SOCIAL ACTIVITY STREAM GRAPH

Introduction

In the quest for an efficient representation of an activity stream that is optimal for social media applications, I evaluated multiple graph representations. The goal is to produce a graph model that conforms to the specification in activitystrea.ms.

The following approaches where taken into consideration:

  1. National Geographic: http://natgeo.github.io/activitystreams In their model, each node label is named after the object type. For example a blog node would be labeled Blog, whereas a user node would be labeled User: tfCKKK2

    • In their implementation, entities nodes be cross-linked from many activities. While this helps optimize the number of nodes the system creates, it makes it more difficult to perform a delete operation, since any object (actor, object or target) can be referenced elsewhere, and therefore risk leaving orphan nodes in the system. Also, I’ve not seen a relationship to a parent entity, say a user or a feed group. They are rather isolated activities. I’m not sure how one would query for multiple activities for a given user.

  2. Another common approach is to create a root activity node with actor, object and target as subnodes: fPaNJIi

    • This approach can be useful for cross-referencing objects across multiple activities. But it suffers from the same issue as #1, where each activity can potentially consume up to 4 nodes.

  3. Battlefy: https://blog.battlefy.com/how-battlefy-uses-neo4j-for-activity-feeds-b438d61128ac 0*KdOuW6rvGv4wCdOb

    • This is similar to #2 because activity nodes (called feedItem) have actor and target as subnodes and so it has the same pros/cons. However, what is interesting here is the graph optimisation technique used here. Each activity is linked to the next activity with the latest activity linked to the feed group. As opposed to the conventional approach of linking each activity directly to the user or feed group, this makes scanning and pagination very efficient since all that is needed is to follow the path across [:NEXT] edges. activity insertion or deletion means, breaking the chain to insert the new node to delete an existing one.

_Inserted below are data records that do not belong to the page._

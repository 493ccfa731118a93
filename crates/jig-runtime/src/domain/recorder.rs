//! # Action Recorder
//!
//! Runs once the outermost call returns successfully. Diffs every snapshot
//! against the live arena and infers the action's input, output and read
//! sets.
//!
//! ## Commit rules
//!
//! 1. `changed` = snapshotted jigs whose state differs (deep value compare,
//!    references by identity).
//! 2. Nothing changed and nothing created: a pure read, no action.
//! 3. `outputs` = changed + created + one hop of their callers, in first-touch
//!    order.
//! 4. `inputs` = `outputs` minus created.
//! 5. `reads` = observed jigs that are not outputs.

use crate::domain::arena::Arena;
use crate::domain::controller::Controller;
use crate::domain::entities::{Action, JigState, Target};
use crate::domain::value::Value;
use crate::domain::value_objects::JigId;
use crate::errors::JigError;
use indexmap::{IndexMap, IndexSet};

/// An action together with the states it moved between.
#[derive(Clone, Debug)]
pub struct Recorded {
    /// The action to store.
    pub action: Action,
    /// Pre-call state of every input.
    pub before: IndexMap<JigId, JigState>,
    /// Jigs created by the call.
    pub creates: IndexSet<JigId>,
}

/// Diffs the finished call. Returns `None` for a pure read.
pub fn record(
    arena: &Arena,
    ctx: &Controller,
    target: Target,
    method: &str,
    args: Vec<Value>,
    creator: Option<String>,
) -> Result<Option<Recorded>, JigError> {
    let mut changed = IndexSet::new();
    for (id, before) in ctx.saves() {
        if arena.jig(*id)? != before {
            changed.insert(*id);
        }
    }

    if changed.is_empty() && ctx.creates().is_empty() {
        return Ok(None);
    }

    let mut produced: IndexSet<JigId> = changed.iter().chain(ctx.creates()).copied().collect();
    for id in produced.clone() {
        if let Some(callers) = ctx.callers_of(id) {
            produced.extend(callers.iter().copied());
        }
    }

    // Re-order by first touch so slot assignment is deterministic.
    let mut outputs: IndexSet<JigId> = ctx
        .touched()
        .iter()
        .filter(|id| produced.contains(*id))
        .copied()
        .collect();
    outputs.extend(produced.iter().copied());

    let inputs: IndexSet<JigId> = outputs
        .iter()
        .filter(|id| !ctx.creates().contains(*id))
        .copied()
        .collect();

    let reads: IndexSet<JigId> = ctx
        .reads()
        .iter()
        .filter(|id| !outputs.contains(*id))
        .copied()
        .collect();

    let mut before = IndexMap::new();
    for id in &inputs {
        let state = ctx
            .saves()
            .get(id)
            .ok_or_else(|| JigError::Internal(format!("{id} changed without a snapshot")))?;
        before.insert(*id, state.clone());
    }

    Ok(Some(Recorded {
        action: Action {
            target,
            method: method.to_string(),
            args,
            creator,
            inputs,
            outputs,
            reads,
        },
        before,
        creates: ctx.creates().clone(),
    }))
}

// =============================================================================
// TESTS
// =============================================================================

#[cfg(test)]
mod tests {
    use super::*;
    use crate::domain::class::ClassDef;
    use crate::domain::controller::Frame;
    use crate::domain::entities::CodeRecord;
    use crate::domain::value_objects::{CodeId, Location};
    use std::collections::BTreeMap;
    use std::sync::Arc;

    fn arena_with(n: usize) -> (Arena, CodeId, Vec<JigId>) {
        let mut arena = Arena::new();
        let class = arena.alloc_code();
        arena.put_code(
            class,
            CodeRecord {
                class: Arc::new(ClassDef::new("Counter", "counter")),
                parent: None,
                deps: BTreeMap::new(),
                props: BTreeMap::new(),
                origin: Location::Deploy(0),
                location: Location::Deploy(0),
                owner: "owner".to_string(),
            },
        );
        let ids = (0..n)
            .map(|_| {
                let id = arena.alloc_jig();
                arena.put_jig(id, JigState::new(class, "owner".to_string()));
                id
            })
            .collect();
        (arena, class, ids)
    }

    #[test]
    fn test_pure_read_records_nothing() {
        let (arena, class, ids) = arena_with(1);
        let mut ctx = Controller::new();
        ctx.push(Frame { jig: ids[0], class });
        ctx.snapshot(ids[0], arena.jig(ids[0]).unwrap());
        ctx.record_read(ids[0]);

        let recorded = record(&arena, &ctx, Target::Jig(ids[0]), "peek", vec![], None).unwrap();
        assert!(recorded.is_none());
    }

    #[test]
    fn test_outputs_include_callers() {
        let (mut arena, _, ids) = arena_with(3);
        let (a, b, c) = (ids[0], ids[1], ids[2]);
        let mut ctx = Controller::new();

        // a calls b, which changes itself; c is only read.
        for id in [a, b, c] {
            let state = arena.jig(id).unwrap().clone();
            ctx.snapshot(id, &state);
            ctx.record_read(id);
        }
        ctx.record_caller(b, a);
        arena.jig_mut(b).unwrap().satoshis = 10;

        let recorded = record(&arena, &ctx, Target::Jig(a), "poke", vec![], None)
            .unwrap()
            .unwrap();
        let outputs: Vec<_> = recorded.action.outputs.iter().copied().collect();
        assert_eq!(outputs, vec![a, b]);
        assert_eq!(recorded.action.inputs, recorded.action.outputs);
        assert_eq!(recorded.action.reads.iter().copied().collect::<Vec<_>>(), vec![c]);
        assert_eq!(recorded.before.get(&b).map(|s| s.satoshis), Some(0));
    }

    #[test]
    fn test_created_jigs_are_outputs_not_inputs() {
        let (mut arena, class, _) = arena_with(0);
        let mut ctx = Controller::new();
        let id = arena.alloc_jig();
        arena.put_jig(id, JigState::new(class, "owner".to_string()));
        ctx.record_create(id);

        let recorded = record(
            &arena,
            &ctx,
            Target::Code(class),
            "init",
            vec![],
            Some("owner".to_string()),
        )
        .unwrap()
        .unwrap();
        assert!(recorded.action.inputs.is_empty());
        assert!(recorded.action.outputs.contains(&id));
        assert!(recorded.creates.contains(&id));
    }
}
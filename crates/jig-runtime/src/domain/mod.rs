//! # Domain Layer (Inner Hexagon)
//!
//! The object model and its transaction bookkeeping.
//! NO I/O, NO async. Everything here runs under the kernel lock.
//!
//! ## Layering
//!
//! - `controller` / `membrane` / `scope`: per-call bookkeeping and accessor dispatch
//! - `recorder`: turns a finished call into an action
//! - `pending` / `builder` / `replay`: the pending transaction, its ledger
//!   form, and the inverse
//! - `kernel`: runs top-level calls and owns the arena

pub mod arena;
pub mod builder;
pub mod class;
pub mod controller;
pub mod entities;
pub mod kernel;
pub mod ledger_tx;
pub mod membrane;
pub mod payload;
pub mod pending;
pub mod recorder;
pub mod replay;
pub mod scope;
pub mod state;
pub mod value;
pub mod value_objects;

pub use arena::Arena;
pub use class::{ClassDef, MethodBody, MethodDef, Visibility};
pub use entities::{Action, CodeRecord, JigState, Target};
pub use kernel::Kernel;
pub use ledger_tx::{FetchedTransaction, Script, SpendStatus, Transaction, TxInput, TxOutput, Utxo};
pub use payload::Payload;
pub use pending::PendingTransaction;
pub use scope::Scope;
pub use state::CachedState;
pub use value::Value;
pub use value_objects::*;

  4. GetStream.io Although they don’t expose their graph model, one can conclude that activities are stored as a single node with actor, object and target being reference properties with the format "<ObjectType>:<ObjectId>. For example actor: "User:1" or object: "Activity:24". So an activity node could be entirely represented as the following: (Activity { id: "unique uuid", actor: "User:1", verb: "like", object: "Photo:12", published: 123456789123 }). This makes sense because if an actor was an object with additional metadata, it could quickly become outdated. Stream however has a process called "Enrichement" which it suggests to use in the backend to replace the reference properties with actual objects. You can read more about [Enrichement](https://getstream.io/docs/#enrichment).

The Graph Model

The following graph representation is inspired from getstream.io and https://blog.battlefy.com/how-battlefy-uses-neo4j-for-activity-feeds-b438d61128ac. It uses a single graph node to represent an activity. It also uses the chaining technique to link activities to provide great performance when loading activity feeds without the cost of scanning large sets of nodes.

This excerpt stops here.